His first lessons were from his father, an organist. As a child he showed remarkable gifts for pianoforte playing. He performed a sonatina in public at the age of four, and played percussion in the orchestra in his early years. In August 1828 he took part in a concert at Cassel, where he attracted the notice of Spohr.[3]

He then studied under Christian Heinrich Rinck at Darmstadt, Germany in 1835, and as early as 1836 went to Paris, where for twelve years he often associated with Luigi Cherubini, Frédéric Chopin, Franz Liszt and other musicians, and enjoyed the friendship of such great literary figures as Alfred de Musset and George Sand. He visited England briefly in 1843.[2] He taught, and also started a set of chamber concerts with Jean-Delphin Alard and Auguste Franchomme with great success.[3] His students included the composer Jane Roeckel.[4]
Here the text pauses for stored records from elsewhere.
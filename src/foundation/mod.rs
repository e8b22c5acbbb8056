//! Shared value types and the crate error taxonomy.

/// Node properties, poses and element kinds.
pub mod core;
/// `MotionError` and the crate result alias.
pub mod error;
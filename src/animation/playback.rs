use crate::animation::preset::{AnimationPreset, PresetOptions, PresetPlayback, ProcedureKind};
use crate::animation::tween::{self, CancelHandle};
use crate::foundation::core::OriginalState;
use crate::scene::{NodeHandle, apply_pose};
use crate::scheduler::Scheduler;

/// A node together with the persisted state its animation returns to.
#[derive(Clone)]
pub struct Target {
    pub node: NodeHandle,
    pub original: OriginalState,
    /// Persisted text, revealed by the typewriter.
    pub text: Option<String>,
}

impl Target {
    /// Put the node back to its persisted pose and text.
    pub fn restore(&self) {
        let mut node = self.node.borrow_mut();
        apply_pose(&mut *node, &self.original);
        if let Some(text) = &self.text {
            node.set_text(text);
        }
        node.request_repaint();
    }
}

impl std::fmt::Debug for Target {
    fn fmt(&self, f: &mut std::fmt::Formatter<'_>) -> std::fmt::Result {
        f.debug_struct("Target")
            .field("original", &self.original)
            .field("text", &self.text)
            .finish_non_exhaustive()
    }
}

/// Move the node into the preset's pre-animation state.
pub fn setup(preset: &AnimationPreset, target: &Target, options: PresetOptions) {
    let mut node = target.node.borrow_mut();
    match preset.playback {
        PresetPlayback::Tween(recipe) => {
            apply_pose(&mut *node, &recipe.setup_pose(&target.original, options));
        }
        PresetPlayback::Procedure(ProcedureKind::Typewriter) => node.set_text(""),
    }
    node.request_repaint();
}

/// Animate from the setup state back to the original state.
pub fn play(
    scheduler: &Scheduler,
    preset: &AnimationPreset,
    target: &Target,
    options: PresetOptions,
    duration_ms: f64,
    on_complete: impl FnOnce() + 'static,
) -> CancelHandle {
    match preset.playback {
        PresetPlayback::Tween(recipe) => tween::start(
            scheduler,
            target.node.clone(),
            recipe.property_specs(&target.original, options),
            duration_ms,
            recipe.ease,
            on_complete,
        ),
        PresetPlayback::Procedure(ProcedureKind::Typewriter) => tween::start_typewriter(
            scheduler,
            target.node.clone(),
            target.text.as_deref().unwrap_or_default(),
            duration_ms,
            on_complete,
        ),
    }
}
He had completed one series of them when the revolution of 1848 drove him from Paris, and he settled in England,[2] with his first wife and two children, in London.

He conducted elsewhere in the country also, as well as performing as a pianist. He was the first pianist to play the complete series of Beethoven's piano sonatas in England. Hallé's piano recitals, given at first from 1850 in his own house, and from 1861 in St James's Hall, Piccadilly, were an important feature of London musical life, and it was due in great measure to them that a knowledge of Beethoven's pianoforte sonatas became general in English society.
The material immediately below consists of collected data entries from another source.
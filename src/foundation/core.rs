use crate::foundation::error::MotionError;
use std::fmt;
use std::str::FromStr;

/// Animatable numeric property of a renderable node.
#[derive(
    Clone, Copy, Debug, PartialEq, Eq, PartialOrd, Ord, Hash, serde::Serialize, serde::Deserialize,
)]
#[serde(rename_all = "camelCase")]
pub enum AnimProperty {
    X,
    Y,
    ScaleX,
    ScaleY,
    Opacity,
    Rotation,
}

impl AnimProperty {
    /// Every property, in the order poses are written to nodes.
    pub const ALL: [AnimProperty; 6] = [
        Self::X,
        Self::Y,
        Self::ScaleX,
        Self::ScaleY,
        Self::Opacity,
        Self::Rotation,
    ];

    /// Wire name used by the editor data model.
    pub fn name(self) -> &'static str {
        match self {
            Self::X => "x",
            Self::Y => "y",
            Self::ScaleX => "scaleX",
            Self::ScaleY => "scaleY",
            Self::Opacity => "opacity",
            Self::Rotation => "rotation",
        }
    }
}

impl fmt::Display for AnimProperty {
    fn fmt(&self, f: &mut fmt::Formatter<'_>) -> fmt::Result {
        f.write_str(self.name())
    }
}

/// Full visual state of a node: position, scale, opacity and rotation (degrees).
#[derive(Clone, Copy, Debug, PartialEq, serde::Serialize, serde::Deserialize)]
#[serde(rename_all = "camelCase")]
pub struct Pose {
    pub x: f64,
    pub y: f64,
    pub scale_x: f64,
    pub scale_y: f64,
    pub opacity: f64,
    pub rotation: f64,
}

/// Pose snapshot taken from persisted element data before an animation starts.
///
/// Setup and playback always target this snapshot, never the live node, so re-triggering an
/// animation mid-flight cannot drift.
pub type OriginalState = Pose;

impl Default for Pose {
    fn default() -> Self {
        Self {
            x: 0.0,
            y: 0.0,
            scale_x: 1.0,
            scale_y: 1.0,
            opacity: 1.0,
            rotation: 0.0,
        }
    }
}

impl Pose {
    pub fn get(&self, prop: AnimProperty) -> f64 {
        match prop {
            AnimProperty::X => self.x,
            AnimProperty::Y => self.y,
            AnimProperty::ScaleX => self.scale_x,
            AnimProperty::ScaleY => self.scale_y,
            AnimProperty::Opacity => self.opacity,
            AnimProperty::Rotation => self.rotation,
        }
    }

    pub fn set(&mut self, prop: AnimProperty, value: f64) {
        match prop {
            AnimProperty::X => self.x = value,
            AnimProperty::Y => self.y = value,
            AnimProperty::ScaleX => self.scale_x = value,
            AnimProperty::ScaleY => self.scale_y = value,
            AnimProperty::Opacity => self.opacity = value,
            AnimProperty::Rotation => self.rotation = value,
        }
    }

    /// Copy with both scale axes set to `scale`.
    pub fn with_uniform_scale(mut self, scale: f64) -> Self {
        self.scale_x = scale;
        self.scale_y = scale;
        self
    }
}

/// Kind of canvas element, as stored by the editor.
#[derive(Clone, Copy, Debug, PartialEq, Eq, Hash, serde::Serialize, serde::Deserialize)]
#[serde(rename_all = "lowercase")]
pub enum ElementKind {
    Text,
    Rect,
    Circle,
    Ellipse,
    Triangle,
    Star,
    Line,
    Arrow,
    Image,
}

impl ElementKind {
    pub const ALL: [ElementKind; 9] = [
        Self::Text,
        Self::Rect,
        Self::Circle,
        Self::Ellipse,
        Self::Triangle,
        Self::Star,
        Self::Line,
        Self::Arrow,
        Self::Image,
    ];

    pub fn is_text(self) -> bool {
        matches!(self, Self::Text)
    }

    pub fn name(self) -> &'static str {
        match self {
            Self::Text => "text",
            Self::Rect => "rect",
            Self::Circle => "circle",
            Self::Ellipse => "ellipse",
            Self::Triangle => "triangle",
            Self::Star => "star",
            Self::Line => "line",
            Self::Arrow => "arrow",
            Self::Image => "image",
        }
    }
}

impl fmt::Display for ElementKind {
    fn fmt(&self, f: &mut fmt::Formatter<'_>) -> fmt::Result {
        f.write_str(self.name())
    }
}

impl FromStr for ElementKind {
    type Err = MotionError;

    fn from_str(s: &str) -> Result<Self, Self::Err> {
        Self::ALL
            .into_iter()
            .find(|k| k.name() == s)
            .ok_or_else(|| MotionError::validation(format!("unknown element kind '{s}'")))
    }
}

/// Linear interpolation that lands exactly on `b` once `t` reaches 1.
pub fn lerp(a: f64, b: f64, t: f64) -> f64 {
    if t == 1.0 { b } else { a + (b - a) * t }
}

#[cfg(test)]
#[path = "../../tests/unit/foundation/core.rs"]
mod tests;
Hallé was also the inventor of a mechanical page-turner for pianists. The pages were preset in the device, and the player would turn each page by means of a foot-mechanism. "People would go to his concerts just to see the spectacle of leaf after leaf turning over, ghostlike, without the intervention of human hands."[5]

At the Musical Union founded by John Ella, and at the Popular Concerts from their beginning, Hallé was a frequent performer.[3]

He moved to Manchester in 1849 to direct Manchester's Gentleman's Concerts, which had its own orchestra and in May 1857 was asked to put together a small orchestra to play for Prince Albert at the opening ceremony of the Art Treasures of Great Britain, the biggest single exhibition Manchester had ever hosted. Hallé accepted the challenge and was so happy with the results that he kept the group together until October, forming the fledgling Hallé Orchestra.[2]

He then started a series of concerts of his own, raising the orchestra to a pitch of perfection quite unknown in England at that time. Hallé decided to continue working with the orchestra as a formal organisation, and it gave its first concert under those auspices on 30 January 1858.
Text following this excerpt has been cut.